M. Zanetti : Well, there is a law in order to have the election at the same date. This law is meant to be... to ensure democracy so that the government doesn't, like, go in election whenever it suits its interests. I think it's important, but if they go in elections, we will be ready. Of course.

Journaliste : One of the first things you mentioned is the six femicide in Québec.

17933 Mme Ghazal : Yeah.

Journaliste : What's your message? I know you said it in French. If you could repeat some of that in English, please.

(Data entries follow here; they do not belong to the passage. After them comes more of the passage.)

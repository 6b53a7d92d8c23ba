//! 2D textures.

use crate::gl33::state::GLState;
use crate::gl33::GL33;
use gl::types::*;
use incg::texels::Texels;
use std::cell::RefCell;
use std::error;
use std::fmt;
use std::os::raw::c_void;
use std::ptr::null;
use std::rc::Rc;

/// Internal format of a texture.
#[derive(Clone, Copy, Debug, Eq, Hash, PartialEq)]
pub enum TextureFormat {
  /// 8-bit normalized RGBA.
  Rgba8,
  /// 16-bit floating RGBA.
  Rgba16F,
  /// 32-bit floating RGBA.
  Rgba32F,
  /// 24-bit depth.
  Depth24,
  /// 32-bit floating depth.
  Depth32F,
}

impl TextureFormat {
  /// Whether this is a depth format.
  pub fn is_depth(self) -> bool {
    matches!(self, TextureFormat::Depth24 | TextureFormat::Depth32F)
  }

  /// Size of a texel, in bytes.
  pub fn bytes_per_texel(self) -> usize {
    match self {
      TextureFormat::Rgba8 => 4,
      TextureFormat::Rgba16F => 8,
      TextureFormat::Rgba32F => 16,
      TextureFormat::Depth24 => 4,
      TextureFormat::Depth32F => 4,
    }
  }

  // internal format, pixel format and pixel type
  fn opengl_format(self) -> (GLenum, GLenum, GLenum) {
    match self {
      TextureFormat::Rgba8 => (gl::RGBA8, gl::RGBA, gl::UNSIGNED_BYTE),
      TextureFormat::Rgba16F => (gl::RGBA16F, gl::RGBA, gl::FLOAT),
      TextureFormat::Rgba32F => (gl::RGBA32F, gl::RGBA, gl::FLOAT),
      TextureFormat::Depth24 => (gl::DEPTH_COMPONENT24, gl::DEPTH_COMPONENT, gl::UNSIGNED_INT),
      TextureFormat::Depth32F => (gl::DEPTH_COMPONENT32F, gl::DEPTH_COMPONENT, gl::FLOAT),
    }
  }
}

/// Texture coordinates wrapping.
#[derive(Clone, Copy, Debug, Eq, Hash, PartialEq)]
pub enum Wrap {
  /// Repeat the texture.
  Repeat,
  /// Repeat the texture, mirroring it every other time.
  MirroredRepeat,
  /// Clamp coordinates to the edge texels.
  ClampToEdge,
}

impl Wrap {
  fn to_glenum(self) -> GLenum {
    match self {
      Wrap::Repeat => gl::REPEAT,
      Wrap::MirroredRepeat => gl::MIRRORED_REPEAT,
      Wrap::ClampToEdge => gl::CLAMP_TO_EDGE,
    }
  }
}

/// Errors that can happen while creating textures.
#[non_exhaustive]
#[derive(Debug, Eq, PartialEq)]
pub enum TextureError {
  /// A texture cannot be empty.
  InvalidSize {
    /// Requested width.
    width: u32,
    /// Requested height.
    height: u32,
  },
  /// The texels do not fill the texture.
  DataSizeMismatch {
    /// Number of bytes the texture needs.
    expected: usize,
    /// Number of bytes provided.
    found: usize,
  },
}

impl fmt::Display for TextureError {
  fn fmt(&self, f: &mut fmt::Formatter) -> Result<(), fmt::Error> {
    match *self {
      TextureError::InvalidSize { width, height } => {
        write!(f, "invalid texture size: {}×{}", width, height)
      }
      TextureError::DataSizeMismatch { expected, found } => write!(
        f,
        "texture data size mismatch: expected {} bytes, found {}",
        expected, found
      ),
    }
  }
}

impl error::Error for TextureError {}

/// A 2D texture.
///
/// Textures are move-only; the native texture is deleted on drop.
#[derive(Debug)]
pub struct Texture {
  handle: GLuint,
  size: [u32; 2],
  format: TextureFormat,
  state: Rc<RefCell<GLState>>,
}

impl Texture {
  /// Create an empty texture, for instance to render into.
  ///
  /// Color textures are linearly filtered and repeat; depth textures are not filtered and clamp to
  /// the edge.
  pub fn new(
    backend: &mut GL33,
    width: u32,
    height: u32,
    format: TextureFormat,
  ) -> Result<Self, TextureError> {
    check_size(width, height, None, format)?;

    let (filter, wrap) = if format.is_depth() {
      (gl::NEAREST, Wrap::ClampToEdge)
    } else {
      (gl::LINEAR, Wrap::Repeat)
    };

    unsafe {
      let texture = Self::create(backend, width, height, format);
      set_parameters(filter, filter, wrap);
      texture.upload(null());

      Ok(texture)
    }
  }

  /// Create a mipmapped RGBA8 texture from decoded texels.
  pub fn from_texels(backend: &mut GL33, texels: &Texels, wrap: Wrap) -> Result<Self, TextureError> {
    let (width, height) = (texels.width(), texels.height());
    check_size(
      width,
      height,
      Some(texels.pixels().len()),
      TextureFormat::Rgba8,
    )?;

    unsafe {
      let texture = Self::create(backend, width, height, TextureFormat::Rgba8);
      set_parameters(gl::LINEAR_MIPMAP_NEAREST, gl::LINEAR, wrap);
      texture.upload(texels.pixels().as_ptr() as *const c_void);
      gl::GenerateMipmap(gl::TEXTURE_2D);

      Ok(texture)
    }
  }

  // generate and bind a new texture
  unsafe fn create(backend: &mut GL33, width: u32, height: u32, format: TextureFormat) -> Self {
    let mut handle: GLuint = 0;
    gl::GenTextures(1, &mut handle);
    backend.state.borrow_mut().bind_texture(gl::TEXTURE_2D, handle);

    Texture {
      handle,
      size: [width, height],
      format,
      state: backend.state.clone(),
    }
  }

  // upload level 0 of the bound texture
  unsafe fn upload(&self, data: *const c_void) {
    let (internal_format, pixel_format, pixel_type) = self.format.opengl_format();

    gl::TexImage2D(
      gl::TEXTURE_2D,
      0,
      internal_format as GLint,
      self.size[0] as GLsizei,
      self.size[1] as GLsizei,
      0,
      pixel_format,
      pixel_type,
      data,
    );
  }

  /// Native handle of the texture.
  pub fn handle(&self) -> GLuint {
    self.handle
  }

  /// Size of the texture.
  pub fn size(&self) -> [u32; 2] {
    self.size
  }

  /// Internal format of the texture.
  pub fn format(&self) -> TextureFormat {
    self.format
  }
}

impl Drop for Texture {
  fn drop(&mut self) {
    self.state.borrow_mut().forget_texture(self.handle);

    unsafe {
      gl::DeleteTextures(1, &self.handle);
    }
  }
}

unsafe fn set_parameters(min_filter: GLenum, mag_filter: GLenum, wrap: Wrap) {
  let wrap = wrap.to_glenum();

  gl::TexParameteri(gl::TEXTURE_2D, gl::TEXTURE_MIN_FILTER, min_filter as GLint);
  gl::TexParameteri(gl::TEXTURE_2D, gl::TEXTURE_MAG_FILTER, mag_filter as GLint);
  gl::TexParameteri(gl::TEXTURE_2D, gl::TEXTURE_WRAP_S, wrap as GLint);
  gl::TexParameteri(gl::TEXTURE_2D, gl::TEXTURE_WRAP_T, wrap as GLint);
}

fn check_size(
  width: u32,
  height: u32,
  data_len: Option<usize>,
  format: TextureFormat,
) -> Result<(), TextureError> {
  if width == 0 || height == 0 {
    return Err(TextureError::InvalidSize { width, height });
  }

  match data_len {
    Some(found) => {
      let expected = width as usize * height as usize * format.bytes_per_texel();

      if found == expected {
        Ok(())
      } else {
        Err(TextureError::DataSizeMismatch { expected, found })
      }
    }

    None => Ok(()),
  }
}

Mme Ghazal : Yeah. This is... this feminicide, in 2026, is... comment on dit un échec... fail. Yeah. This feminicide is a fail for all our society. So, I'm really afraid about this situation, and those women. And if we want to avoid other feminicide, it's not only to talk about good feelings and how we... like, the Prime Minister and Mr. Ian Lafrenière just to say that they are sad about the situation. What's important now is to have actions. So, it's important to... for example, to put money, 57 million, in the housing for those women who want to escape from a violent person. So, this is what we should do, it's to make actions, not only to speak about that. And it's not true that the government don't have any money to save these lives. It's important to invest and to put money, and to put a lot of actions to protect women, and we don't want another femicide this year.

Journaliste : AndI know, quickly, you had mentioned in French some of your ideas that you don't want a woman calling a shelter, and they tell her there's no room, that young men need to be educated at an early age. Can you just elaborate on that?

17933   Mme Ghazal : Yeah. There's a lot of measures that we should put in place : education for...


 
 

11 h 23 (version non révisée)

Mme Ghazal : ...for young boys, about the equality between women and men, but also when a woman calls, and she has... she takes a lot of courage to call to say that she wants to escape from her house. Right now, they don't... there's not enough places, so it's our responsibility, of the... as a society, to open the doors to save and protect these women.